Mrs. Bush sat in the dining-room with folded hands, doing her utmost to express on a healthy countenance maternal anxiety, indisposition, and ruffled dignity; she was not vastly pleased to see her son-in-law instead of the expected maid.
“Oh, is that you, Basil?” she said; “I can’t find the sideboard key anywhere, and I’m that upset I must ’ave a little drop of something.”
“I wouldn’t if I were you, Mrs. Bush. You’re much better without it.”
“Oh, indeed!” she answered, bristling. “P’raps you know more about me inside feelings than I do myself. I’ll just trouble you to give me the key, young man, and look sharp about it. I’m not a woman to be put upon by any one, and I tell you straight.”
“I’m very sorry, but I think you’ve had quite enough to drink. Jenny may want you, and you would be wise to keep sober.”
“D’you mean to insinuate that I’ve ’ad more than I can carry?”
“I wouldn’t go quite so far as that,” he answered, smiling.
“Thank you for nothing,” cried Mrs. Bush indignantly. “And I should be obliged if you wouldn’t laugh at me, and I must say it’s very ’eartless with me daughter lying ill in her bedroom. I’m very much upset and I did think you’d treat me like a lady, but you never ’ave, Mr. Kent—no, not even the first time I come here. Oh, I ’aven’t forgot, so don’t you think I ’ave—a sixpenny ’alfpenny teapot was good enough for me, but when your lady-friend come in out pops the silver, and I don’t believe for a moment it’s real silver. Blood’s all very well, Mr. Kent, but what I say is, give me manners. You’re a nice young feller, you are, to grudge me a little drop of spirits when me poor daughter’s on her death-bed. I wouldn’t stay another minute in this ’ouse if it wasn’t for ‘er.”

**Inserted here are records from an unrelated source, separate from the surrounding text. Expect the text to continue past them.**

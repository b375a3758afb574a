use std::path::PathBuf;

use clap::{Args, Parser, Subcommand};

/// Flashdeck - review your flashcards from the terminal
#[derive(Parser, Debug)]
#[command(name = "flashdeck", version, about, long_about = None)]
pub struct Cli {
    #[command(flatten)]
    pub global: GlobalArgs,

    #[command(subcommand)]
    pub command: Command,
}

#[derive(Args, Debug, Clone, Default)]
pub struct GlobalArgs {
    /// SQLite database url or path
    #[arg(long, global = true, env = "FLASHDECK_DB_URL")]
    pub db: Option<String>,

    /// Id of the signed-in user (UUID)
    #[arg(long, global = true, env = "FLASHDECK_USER_ID")]
    pub user_id: Option<String>,

    /// Email shown for the signed-in user
    #[arg(long, global = true, env = "FLASHDECK_USER_EMAIL")]
    pub email: Option<String>,

    /// Path to a TOML config file (defaults to ./.flashdeck.toml)
    #[arg(long, global = true, env = "FLASHDECK_CONFIG")]
    pub config: Option<PathBuf>,
}

#[derive(Subcommand, Debug, Clone, PartialEq, Eq)]
pub enum Command {
    /// Create a flashcard
    Add {
        #[arg(long)]
        question: String,
        #[arg(long)]
        answer: String,
    },

    /// List your flashcards, newest first
    List {
        /// Print JSON instead of a table
        #[arg(long)]
        json: bool,
    },

    /// Start an interactive review session
    Review,
}
use serde::{Deserialize, Serialize};

use crate::model::ids::UserId;

/// The signed-in account a review session acts on behalf of.
#[derive(Debug, Clone, PartialEq, Eq, Serialize, Deserialize)]
pub struct SessionUser {
    pub id: UserId,
    pub email: String,
}

impl SessionUser {
    #[must_use]
    pub fn new(id: UserId, email: impl Into<String>) -> Self {
        Self {
            id,
            email: email.into(),
        }
    }
}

“I was going to suggest it would be better if you returned to your happy home in Crouch End,” answered Basil, when the good woman stopped to take breath.
“Were you, indeed! Well, we’ll just see what Jenny ’as to say to that. I suppose my daughter is mistress in ’er own ’ouse.”
Mrs. Bush started to her feet and made for the door, but Basil stood with his back against it.
“I can’t allow you to go to her now. I don’t think you’re in a fit state.”
“D’you think I’m going to let you prevent me? Get out of my way, young man.”
Basil, more disgusted than out of temper, looked at the angry creature with a cold scorn which was not easy to stomach.
“I’m sorry to hurt your feelings, Mrs. Bush, but I think you’d better leave this house at once. Fanny will put your things together. I’m going to Jenny’s room, and I forbid you to come to it. I expect you to be gone in half an hour.”
He turned on his heel, leaving Mrs. Bush furious but intimidated. She was so used to have her own way that opposition took her aback, and Basil’s manner did not suggest that he would easily suffer contradiction. But she made up her mind, whatever the consequences, to force her way into Jenny’s room, and there set out her grievance. She had not done repeating to herself what she would say when the servant entered to state that, according to her master’s order, she had packed Mrs. Bush’s things. Jenny’s mother started up indignantly, but pride forbade her to let the maid see she was turned out.